A change in the polehood trajectory of the gyroscopes caused difficulties in measuring the relative effect. It also affected the calibration of the gyroscope data against the aberration of the stars. The magnetic measurement using the very sensitive magnetometer of the axis of rotation of the gyroscope and the telescope measurement of the position of the telescope relative to the guide star are two separate systems. Therefore, the instruments must be calibrated to ensure that both systems measure the same directions. Changing the Fullhood route made this action difficult. Also the magnetic flux that was trapped in the gyroscope motor when they were cooled to superconducting temperatures was another factor that made this operation difficult.

2) Two additional Newtonian effects caused a disturbance in the alignment of the gyroscopes with each other on the axis of rotation: greater than expected torques of Newtonian force were detected in the gyroscopes due to contamination on the metal surface of the gyroscopes' motor. A total dipole moment was generated that interacted with the voltages when the gyroscope was suspended within the fixture. As a result, a force torque is created. In addition, during the examination of the data, the researchers found a resonance effect: significant changes in the direction of the axis of rotation of the gyroscope also appeared as a result of impurities on the surface of the device. The changes appeared when the polehood frequency of the gyroscope was almost equal to the rotation frequency of the satellite around the axis to the star.
Reading the data

There are two sources of data output: the telescope and the magnetometer. In addition, there are calculations that are performed ahead of time of the aberration and data on the satellite and gyroscopes, the noise and interference data. A model is built and software is built according to all the complex data. Taking into account the mathematical models and solutions for the factors above, calculate everything for the combination of the four gyroscopes and take into account the calibration factors. The results obtained from this analysis are the consistency of the four gyroscopes with each other with the values ​​of general relativity.

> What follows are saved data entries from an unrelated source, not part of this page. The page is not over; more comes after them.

//! Domain models for the gift catalog.
//!
//! This module contains the core domain types: gift records and the drafts
//! that create them, inquiries, the admin identity, and configuration.

/// Gift records and their vocabulary.
pub mod gift;
pub use gift::{Category, Dimensions, GiftId, GiftRecord, Unit, OCCASIONS};

/// Drafts and form parsing for gift records.
pub mod draft;
pub use draft::{GiftDraft, GiftForm};

pub mod inquiry;
pub use inquiry::{
    CurationForm, CurationRequest, InquiryForm, InquirySubmission, InquiryType, Submission,
};

pub mod auth;
pub use auth::{AdminUser, AuthError, Authenticator, Credentials, Session};

mod config;
pub use config::{
    AdminConfig, Config, DriveConfig, DriveEndpoints, MailConfig, UploadConfig,
    DEFAULT_MAX_IMAGE_BYTES,
};

mod validation;
pub use validation::{FieldError, ValidationErrors};
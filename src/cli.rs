use std::path::{Path, PathBuf};

mod catalog;
mod edit;
mod image;
mod init;
mod inquire;
mod session;
mod terminal;

use catalog::{Catalog, Export, List, Show};
use clap::ArgAction;
use edit::{Add, Edit, Remove};
use giftdesk::{
    Config, GiftId, JsonCatalog, SessionStore,
    domain::Session,
    media::oauth::TokenCache,
};
use image::Image;
use init::Init;
use inquire::{Curate, Inquire};
use session::{Login, logout, whoami};

#[derive(Debug, clap::Parser)]
#[command(version, about)]
pub struct Cli {
    /// Verbosity (-v, -vv, -vvv)
    #[arg(short, long, action = ArgAction::Count, global = true)]
    verbose: u8,

    /// The path to the root of the catalog workspace
    #[arg(short, long, default_value = ".", global = true)]
    root: PathBuf,

    #[command(subcommand)]
    command: Option<Command>,
}

impl Cli {
    pub async fn run(self) -> anyhow::Result<()> {
        Self::setup_logging(self.verbose);

        self.command
            .unwrap_or_else(|| Command::Catalog(Catalog::default()))
            .run(self.root)
            .await
    }

    fn setup_logging(verbosity: u8) {
        use tracing_subscriber::{layer::SubscriberExt, util::SubscriberInitExt};

        let level = match verbosity {
            0 => tracing::Level::WARN,
            1 => tracing::Level::INFO,
            2 => tracing::Level::DEBUG,
            _ => tracing::Level::TRACE,
        };

        let filter = tracing_subscriber::EnvFilter::from_default_env().add_directive(level.into());

        let fmt_layer = tracing_subscriber::fmt::layer()
            .with_target(false)
            .with_thread_names(false)
            .with_line_number(false)
            .with_writer(std::io::stderr);

        tracing_subscriber::registry()
            .with(filter)
            .with(fmt_layer)
            .init();
    }
}

#[derive(Debug, clap::Parser)]
pub enum Command {
    /// Set up a workspace with a config, an admin account and a seeded catalog
    Init(Init),

    /// Sign in as the admin
    Login(Login),

    /// Sign out
    Logout,

    /// Show who is signed in
    Whoami,

    /// Show the public catalog (default)
    ///
    /// Only active gifts are shown, as visitors would see them.
    Catalog(Catalog),

    /// List every gift, including inactive ones
    List(List),

    /// Show a single gift
    Show(Show),

    /// Add a gift to the catalog
    Add(Add),

    /// Edit an existing gift
    ///
    /// Only the fields given on the command line change.
    Edit(Edit),

    /// Remove a gift from the catalog
    Remove(Remove),

    /// Export the catalog as JSON
    Export(Export),

    /// Send a sales inquiry
    Inquire(Inquire),

    /// Ask for help choosing a gift
    Curate(Curate),

    /// Preview, upload and manage product images
    #[command(subcommand)]
    Image(Image),
}

impl Command {
    async fn run(self, root: PathBuf) -> anyhow::Result<()> {
        match self {
            Self::Init(command) => command.run(&root)?,
            Self::Login(command) => command.run(root)?,
            Self::Logout => logout(root)?,
            Self::Whoami => whoami(root)?,
            Self::Catalog(command) => command.run(root)?,
            Self::List(command) => command.run(root)?,
            Self::Show(command) => command.run(root)?,
            Self::Add(command) => command.run(root)?,
            Self::Edit(command) => command.run(root)?,
            Self::Remove(command) => command.run(root)?,
            Self::Export(command) => command.run(root)?,
            Self::Inquire(command) => command.run(root).await?,
            Self::Curate(command) => command.run(root).await?,
            Self::Image(command) => command.run(root).await?,
        }
        Ok(())
    }
}

/// A catalog workspace: the root directory and its configuration.
#[derive(Debug)]
pub struct Workspace {
    root: PathBuf,
    config: Config,
}

impl Workspace {
    const DIR: &'static str = ".giftdesk";

    pub fn config_path(root: &Path) -> PathBuf {
        root.join(Self::DIR).join("config.toml")
    }

    /// Opens the workspace at `root`. Without a config file the defaults apply.
    pub fn open(root: PathBuf) -> anyhow::Result<Self> {
        let path = Self::config_path(&root);
        let config = if path.exists() {
            Config::load(&path).map_err(|e| anyhow::anyhow!("{e}"))?
        } else {
            tracing::debug!("no config at {}, using defaults", path.display());
            Config::default()
        };
        Ok(Self { root, config })
    }

    pub const fn config(&self) -> &Config {
        &self.config
    }

    pub fn catalog(&self) -> anyhow::Result<JsonCatalog> {
        Ok(JsonCatalog::open(self.root.join(self.config.catalog()))?)
    }

    pub fn sessions(&self) -> SessionStore {
        SessionStore::new(self.root.join(Self::DIR).join("session.json"))
    }

    pub fn token_cache(&self) -> TokenCache {
        TokenCache::new(self.root.join(Self::DIR).join("drive-token.json"))
    }

    /// The admin session, or a refusal telling the user to log in.
    pub fn require_admin(&self) -> anyhow::Result<Session> {
        match self.sessions().current()? {
            Some(session) => Ok(session),
            None => anyhow::bail!("Admin login required; run `gift login` first"),
        }
    }
}

/// Parses a gift identifier from the command line.
fn parse_gift_id(s: &str) -> Result<GiftId, String> {
    let trimmed = s.trim();
    if trimmed.is_empty() {
        return Err("gift id cannot be empty".to_string());
    }
    Ok(GiftId::from(trimmed))
}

Yesterday, Stanford University physicist Francis Eberitt, the lead researcher of the Gravity B mission, said that the researchers measured from the gyroscopes an electric current directed at the guide star (geodetic precession) of 6,600 plus or minus 0.17 milliarcseconds and a space drag effect of 0.39 plus or minus 0.7 milliarcseconds. An incredibly accurate match to the theoretical predictions.

Implications for black holes

The results of the Gravity B mission have implications for neutron stars, black holes, and active galactic nuclei. Clifford Will says that if you try to rotate a gyroscope in a highly distorted space-time environment, such as around a black hole, it will not perform a gentle precession, but will oscillate wildly and probably even flip over. Now we will move to a binary system of black holes, where one black hole rotates around the other. That is, that the black hole in this system behaves like a gyroscope. Imagine a system of spinning, oscillating and flying black holes. This is what general relativity predicts and the Gravity B spacecraft has verified can happen.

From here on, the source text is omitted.